The CIA at the time was focused on eliminating Castro, Jewell said, and there are reports they may have been using organized crime to get it done.
“They certainly didn’t want that known, and it wasn’t something they shared with the FBI or anyone else,” he said.
Also embarrassing, he said, were reports that the FBI had crossed paths with Oswald about six weeks earlier, during a routine investigation. He came to the Dallas office and handed a hostile note to an agent there, informing him that he was not allowed to speak to Oswald’s wife again.

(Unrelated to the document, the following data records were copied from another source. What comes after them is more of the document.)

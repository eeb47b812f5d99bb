//! End-to-end scheduler behaviour over a real progress log.

#![allow(clippy::unwrap_used, clippy::expect_used)]

use std::collections::HashMap;
use std::sync::{Arc, Mutex};
use std::time::Duration;

use async_trait::async_trait;
use rulegen_core::{
    GenerateError, GenerationRequest, Generator, Job, JobId, JobStatus, OutputSink,
    ProgressStore, RateLimitConfig, RecordStatus, RetryPolicy, Scheduler, SchedulerConfig,
    StatusClassifier,
};
use tempfile::TempDir;
use tokio::time::Instant;
use tokio_util::sync::CancellationToken;

#[derive(Clone, Copy)]
enum Behaviour {
    Succeed,
    Transient,
    Fatal,
    CancelThenSucceed,
}

/// Generator that records every call and follows a per-job script.
struct RecordingGenerator {
    script: HashMap<JobId, Behaviour>,
    calls: Mutex<Vec<(JobId, Instant)>>,
    cancel: CancellationToken,
}

impl RecordingGenerator {
    fn new(cancel: CancellationToken) -> Self {
        Self {
            script: HashMap::new(),
            calls: Mutex::new(Vec::new()),
            cancel,
        }
    }

    fn with(mut self, id: &str, behaviour: Behaviour) -> Self {
        self.script.insert(JobId::new(id), behaviour);
        self
    }

    fn calls_for(&self, id: &str) -> usize {
        let id = JobId::new(id);
        self.calls
            .lock()
            .unwrap()
            .iter()
            .filter(|(called, _)| *called == id)
            .count()
    }

    fn total_calls(&self) -> usize {
        self.calls.lock().unwrap().len()
    }

    fn call_times(&self) -> Vec<Instant> {
        let mut times: Vec<Instant> = self.calls.lock().unwrap().iter().map(|(_, t)| *t).collect();
        times.sort();
        times
    }
}

#[async_trait]
impl Generator for RecordingGenerator {
    async fn generate(&self, request: &GenerationRequest<'_>) -> Result<String, GenerateError> {
        self.calls
            .lock()
            .unwrap()
            .push((request.job_id.clone(), Instant::now()));

        match self
            .script
            .get(request.job_id)
            .copied()
            .unwrap_or(Behaviour::Succeed)
        {
            Behaviour::Succeed => Ok(format!("rules for {}", request.job_id)),
            Behaviour::Transient => Err(GenerateError::Status {
                status: 503,
                message: "overloaded".into(),
            }),
            Behaviour::Fatal => Err(GenerateError::Status {
                status: 400,
                message: "bad request".into(),
            }),
            Behaviour::CancelThenSucceed => {
                self.cancel.cancel();
                Ok(format!("rules for {}", request.job_id))
            },
        }
    }
}

#[derive(Default)]
struct CollectingSink {
    written: Mutex<Vec<JobId>>,
}

#[async_trait]
impl OutputSink for CollectingSink {
    async fn write(&self, job: &Job, _text: &str) -> rulegen_core::Result<()> {
        self.written.lock().unwrap().push(job.id.clone());
        Ok(())
    }
}

fn config(workers: usize, calls_per_second: u32, retry: RetryPolicy) -> SchedulerConfig {
    SchedulerConfig {
        workers,
        rate_limit: RateLimitConfig::per_second(calls_per_second),
        retry,
        max_chunk_size: 10_000,
        chunk_overlap: 0,
        chunk_concurrency: 1,
        classifier: Arc::new(StatusClassifier::default()),
    }
}

fn quick_retry() -> RetryPolicy {
    RetryPolicy::new(3, Duration::from_millis(10), Duration::from_millis(50))
}

fn jobs(ids: &[&str]) -> Vec<Job> {
    ids.iter()
        .map(|id| Job::new(JobId::new(*id), "preamble", "payload"))
        .collect()
}

fn progress_path(dir: &TempDir) -> std::path::PathBuf {
    dir.path().join("progress.jsonl")
}

#[tokio::test(start_paused = true)]
async fn second_run_makes_no_calls_for_succeeded_jobs() {
    let dir = TempDir::new().unwrap();
    let ids = ["c/s/1", "c/s/2", "c/s/3", "c/s/4"];

    {
        let store = Arc::new(ProgressStore::open(progress_path(&dir)).unwrap());
        let generator = Arc::new(RecordingGenerator::new(CancellationToken::new()));
        let scheduler = Scheduler::new(
            config(2, 100, quick_retry()),
            Arc::clone(&generator),
            CollectingSink::default(),
            store,
        );
        let summary = scheduler
            .run(jobs(&ids), &CancellationToken::new())
            .await
            .unwrap();
        assert_eq!(summary.succeeded, 4);
        assert_eq!(generator.total_calls(), 4);
    }

    let store = Arc::new(ProgressStore::open(progress_path(&dir)).unwrap());
    let generator = Arc::new(RecordingGenerator::new(CancellationToken::new()));
    let scheduler = Scheduler::new(
        config(2, 100, quick_retry()),
        Arc::clone(&generator),
        CollectingSink::default(),
        store,
    );
    let summary = scheduler
        .run(jobs(&ids), &CancellationToken::new())
        .await
        .unwrap();

    assert_eq!(summary.skipped, 4);
    assert_eq!(summary.succeeded, 0);
    assert!(summary.is_complete());
    assert_eq!(generator.total_calls(), 0);
}

#[tokio::test(start_paused = true)]
async fn resume_processes_only_unfinished_jobs() {
    let dir = TempDir::new().unwrap();
    {
        // State left behind by a run that was killed part-way.
        let store = ProgressStore::open(progress_path(&dir)).unwrap();
        store.mark(&JobId::new("c/s/done"), &JobStatus::InProgress).unwrap();
        store.mark(&JobId::new("c/s/done"), &JobStatus::Succeeded).unwrap();
        store
            .mark(&JobId::new("c/s/failed"), &JobStatus::Failed("timeout".into()))
            .unwrap();
        store.mark(&JobId::new("c/s/interrupted"), &JobStatus::InProgress).unwrap();
    }

    let store = Arc::new(ProgressStore::open(progress_path(&dir)).unwrap());
    let generator = Arc::new(RecordingGenerator::new(CancellationToken::new()));
    let sink = Arc::new(CollectingSink::default());
    let scheduler = Scheduler::new(
        config(3, 100, quick_retry()),
        Arc::clone(&generator),
        Arc::clone(&sink),
        Arc::clone(&store),
    );

    let summary = scheduler
        .run(
            jobs(&["c/s/done", "c/s/failed", "c/s/interrupted", "c/s/new"]),
            &CancellationToken::new(),
        )
        .await
        .unwrap();

    assert_eq!(summary.skipped, 1);
    assert_eq!(summary.succeeded, 3);
    assert_eq!(generator.calls_for("c/s/done"), 0);
    assert_eq!(generator.calls_for("c/s/failed"), 1);
    assert_eq!(generator.calls_for("c/s/interrupted"), 1);
    assert_eq!(generator.calls_for("c/s/new"), 1);

    let all = store.load_all().unwrap();
    assert!(
        all.values()
            .all(|record| record.status == RecordStatus::Succeeded)
    );
}

#[tokio::test(start_paused = true)]
async fn shutdown_stops_handout_and_next_run_finishes() {
    let dir = TempDir::new().unwrap();
    let ids = ["c/s/1", "c/s/2", "c/s/3"];
    let cancel = CancellationToken::new();

    {
        let store = Arc::new(ProgressStore::open(progress_path(&dir)).unwrap());
        let generator = Arc::new(
            RecordingGenerator::new(cancel.clone()).with("c/s/1", Behaviour::CancelThenSucceed),
        );
        let scheduler = Scheduler::new(
            config(1, 100, quick_retry()),
            Arc::clone(&generator),
            CollectingSink::default(),
            Arc::clone(&store),
        );
        let summary = scheduler.run(jobs(&ids), &cancel).await.unwrap();

        // The in-flight attempt completed; nothing new was handed out.
        assert_eq!(summary.succeeded, 1);
        assert_eq!(summary.pending, 2);
        assert!(!summary.is_complete());
        assert_eq!(generator.total_calls(), 1);
    }

    let store = Arc::new(ProgressStore::open(progress_path(&dir)).unwrap());
    let generator = Arc::new(RecordingGenerator::new(CancellationToken::new()));
    let scheduler = Scheduler::new(
        config(1, 100, quick_retry()),
        Arc::clone(&generator),
        CollectingSink::default(),
        store,
    );
    let summary = scheduler
        .run(jobs(&ids), &CancellationToken::new())
        .await
        .unwrap();

    assert_eq!(summary.skipped, 1);
    assert_eq!(summary.succeeded, 2);
    assert_eq!(generator.calls_for("c/s/1"), 0);
}

#[tokio::test(start_paused = true)]
async fn interrupted_during_backoff_is_left_pending() {
    let dir = TempDir::new().unwrap();
    let cancel = CancellationToken::new();
    let store = Arc::new(ProgressStore::open(progress_path(&dir)).unwrap());
    let generator =
        Arc::new(RecordingGenerator::new(cancel.clone()).with("c/s/flaky", Behaviour::Transient));
    let scheduler = Scheduler::new(
        config(
            1,
            100,
            RetryPolicy::new(5, Duration::from_secs(1), Duration::from_secs(1)),
        ),
        Arc::clone(&generator),
        CollectingSink::default(),
        Arc::clone(&store),
    );

    let trigger = cancel.clone();
    tokio::spawn(async move {
        tokio::time::sleep(Duration::from_millis(500)).await;
        trigger.cancel();
    });

    let summary = scheduler.run(jobs(&["c/s/flaky"]), &cancel).await.unwrap();
    assert_eq!(summary.pending, 1);
    assert_eq!(summary.failed, 0);
    assert_eq!(generator.calls_for("c/s/flaky"), 1);

    let record = store.get(&JobId::new("c/s/flaky")).unwrap().unwrap();
    assert_eq!(record.status, RecordStatus::InProgress);
    assert_eq!(record.resumed_status(), JobStatus::Pending);
}

#[tokio::test(start_paused = true)]
async fn fatal_first_attempt_fails_without_backoff() {
    let dir = TempDir::new().unwrap();
    let store = Arc::new(ProgressStore::open(progress_path(&dir)).unwrap());
    let generator =
        Arc::new(RecordingGenerator::new(CancellationToken::new()).with("c/s/bad", Behaviour::Fatal));
    let scheduler = Scheduler::new(
        config(1, 100, RetryPolicy::new(3, Duration::from_secs(1), Duration::from_secs(10))),
        Arc::clone(&generator),
        CollectingSink::default(),
        store,
    );

    let started = Instant::now();
    let summary = scheduler
        .run(jobs(&["c/s/bad"]), &CancellationToken::new())
        .await
        .unwrap();

    assert_eq!(summary.failed, 1);
    assert_eq!(summary.attempts, 1);
    assert_eq!(generator.calls_for("c/s/bad"), 1);
    assert!(started.elapsed() < Duration::from_secs(1));
    assert!(summary.failures[0].1.contains("fatal after 1 attempt"));
}

/// 5 jobs, 2 calls/s, 3 workers, job 3 always transient, 3 attempts, 1s min wait.
#[tokio::test(start_paused = true)]
async fn example_scenario_rate_limit_and_backoff() {
    let dir = TempDir::new().unwrap();
    let store = Arc::new(ProgressStore::open(progress_path(&dir)).unwrap());
    let generator = Arc::new(
        RecordingGenerator::new(CancellationToken::new()).with("c/s/3", Behaviour::Transient),
    );
    let sink = Arc::new(CollectingSink::default());
    let scheduler = Scheduler::new(
        config(3, 2, RetryPolicy::new(3, Duration::from_secs(1), Duration::from_secs(10))),
        Arc::clone(&generator),
        Arc::clone(&sink),
        Arc::clone(&store),
    );

    let started = Instant::now();
    let summary = scheduler
        .run(
            jobs(&["c/s/1", "c/s/2", "c/s/3", "c/s/4", "c/s/5"]),
            &CancellationToken::new(),
        )
        .await
        .unwrap();
    let elapsed = started.elapsed();

    assert_eq!(summary.succeeded, 4);
    assert_eq!(summary.failed, 1);
    assert_eq!(summary.failures[0].0, JobId::new("c/s/3"));
    assert!(summary.failures[0].1.contains("gave up after 3 attempt(s)"));
    assert_eq!(generator.calls_for("c/s/3"), 3);
    assert_eq!(generator.total_calls(), 7);
    assert_eq!(sink.written.lock().unwrap().len(), 4);

    // 1s + 2s of backoff for job 3; 7 calls at 2/s need at least 3s.
    assert!(elapsed >= Duration::from_secs(3), "finished in {elapsed:?}");
    assert!(summary.rate_limit_wait > Duration::ZERO);

    let times = generator.call_times();
    for (i, start) in times.iter().enumerate() {
        let in_window = times[i..]
            .iter()
            .take_while(|t| **t < *start + Duration::from_secs(1))
            .count();
        assert!(in_window <= 2, "{in_window} calls inside one second");
    }

    let record = store.get(&JobId::new("c/s/3")).unwrap().unwrap();
    assert_eq!(record.status, RecordStatus::Failed);
    assert!(record.reason.unwrap().contains("503"));
}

The agent put the note in the file and when Kennedy was shot a short time later he gave the note to his supervisor.
“He was told to take the note and destroy it, because Oswald was dead and the case was closed,” Jewell said. The bureau didn’t want it known that they had let go the man blamed for shooting the president, he said.
Perhaps most embarrassing of all, Jewell said, are reports that Kennedy’s Secret Service agents were out drinking until 4 a.m. the day of the shooting.
“It was absolutely against the rules, but these were macho guys. Kennedy didn’t drink, but he was a macho guy too and that was how they did things,” he said.
Jewell, who left a job in forensic accounting in 2003 to assume the presidency of Grove City College, started his lecture circuit in 1967, the year he graduated from GCC with a degree in political science. He began lecturing in response to the interest that the assassination draws when anniversaries come around.
“I do a lot of public speaking, mostly to service clubs, on those anniversaries. There really hasn’t been anything new discovered. Kennedy died a martyr. We still think of him as 46, not 96, which he would have been,” he said.